I, like an increasing number of Americans, don’t “have television”, and watch my television almost entirely through Internet streaming. I could, if I wanted to, watch full episodes of Inside Amy Schumer via Comedy Central’s dreadful website or, more efficiently, through the streaming service Hulu. But I’m more than happy to be informed by the Internet of the cream-of-the-crop Amy Schumer sketches and watch them in short bursts. And then force my boyfriend to watch them. And then post them to social media. And then interrupt something more important in my everyday life by saying, “Have you seen that Amy Schumer sketch?! You HAVE to watch RIGHT NOW,” and pulling out my phone or computer and pulling up YouTube and saying, “Sorry, it’s just taking a second to load,” and, “God, this ad is so long, hold on just a second, I promise the sketch is funny.”

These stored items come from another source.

use tokio::net::TcpListener;
use tokio::signal;
use tracing_subscriber::{layer::SubscriberExt, util::SubscriberInitExt, EnvFilter};

use wallet_api::routes::create_app;
use wallet_api::shared::config::AppConfig;
use wallet_api::shared::services::AppState;

async fn shutdown_signal() {
    let ctrl_c = async {
        if let Err(e) = signal::ctrl_c().await {
            tracing::error!("Failed to install Ctrl+C handler: {}", e);
        }
    };
    #[cfg(unix)]
    let terminate = async {
        match signal::unix::signal(signal::unix::SignalKind::terminate()) {
            Ok(mut sig) => {
                sig.recv().await;
            }
            Err(e) => {
                tracing::error!("Failed to install SIGTERM handler: {}", e);
                std::future::pending::<()>().await;
            }
        }
    };
    #[cfg(not(unix))]
    let terminate = std::future::pending::<()>();

    tokio::select! {
        _ = ctrl_c => {},
        _ = terminate => {},
    }
    tracing::warn!("Shutdown signal received");
}

#[tokio::main]
async fn main() -> anyhow::Result<()> {
    // 1. 로깅
    tracing_subscriber::registry()
        .with(EnvFilter::try_from_default_env()
            .unwrap_or_else(|_| EnvFilter::new("info,wallet_api=debug,tower_http=debug")))
        .with(tracing_subscriber::fmt::layer()
            .with_target(true)
            .with_level(true))
        .init();

    // 2. 설정 (환경 변수)
    let config = AppConfig::from_env()?;

    // 3. AppState 생성 (저장소 → 서비스)
    let app_state = AppState::from_config(&config).await?;

    // 4. Router 생성
    let app = create_app(app_state, config.cors_allowed_origin.as_deref())?;

    // 5. 서버 시작
    let listener = TcpListener::bind(config.server_addr).await?;

    tracing::info!("Server running on http://{}", config.server_addr);
    tracing::info!("Swagger UI available at http://{}/swagger-ui", config.server_addr);

    axum::serve(listener, app)
        .with_graceful_shutdown(shutdown_signal())
        .await?;

    tracing::info!("Server stopped");
    Ok(())
}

(Amy Schumer’s internet-accessibility is no thanks to Comedy Central’s own website, which, like most television network websites, sucks. It’s difficult to access full episodes, the website is slow and clunky to navigate, and even short clips are preceded by very, very, slowly loading ads. As usual, Hulu is a better and more efficient way to access a show like Inside Amy Schumer, though you do have to pay a monthly fee and there are short ads. And, of course, YouTube is even better, being free, though you are unlikely to find a full episode. Comedy Central, despite its shitty website, obligingly posts clips of many Amy Schumer sketches to their YouTube channel. Jezebel has reposted so many of these that the grumpy among the commentariat has been complaining that Amy Schumer is played out, not that great, and probably Jezebel is paid by Comedy Central to promote her).

I don’t think Amy Schumer would have achieved the success she has if she’d stuck to stand-up and never ventured a sketch show. As I said, when I tried to watch her stand-up, I was really disappointed. Her comedy relies on battle-of-the-sexes humor; watching her stand-up, I realized that most of her observations aren’t that funny outside of a surreal sketch-comedy format.

My favorite George Saunders wrote, “Humor is what happens when we’re told the truth quicker and more directly than we’re used to.” Amy Schumer’s sketches tell a certain kind of truth more quickly than a comedy set ever can. And, to flip the Saunders quote, her sketches tell a truth in a surreal, convoluted way that amplifies and complicates the sometimes-banal observation at their center.

For instance, there isn’t nothing particularly ground-breaking in pointing out that waiting on hold for the cable company is torturous; what makes the sketch “Calling the Cable Company” breath-catchingly hilarious is how Amy Schumer takes the conceit to surreal extreme after surreal extreme.

Further, the observations at the center of a sketch like “Fight Like a Girl” are banal to the point of reinforcing misogynistic characterizations. The main joke is that women are “smarter and crazier” than men, running circles around them in clever traps to elicit compliments…and hoo boy, don’t irk them when they’re on their period, har har! But the sketch’s execution—a seriously done parody of a fight-training sequence straight out of some nineties movie you definitely watched as a kid—makes the hoary clichés somehow funny.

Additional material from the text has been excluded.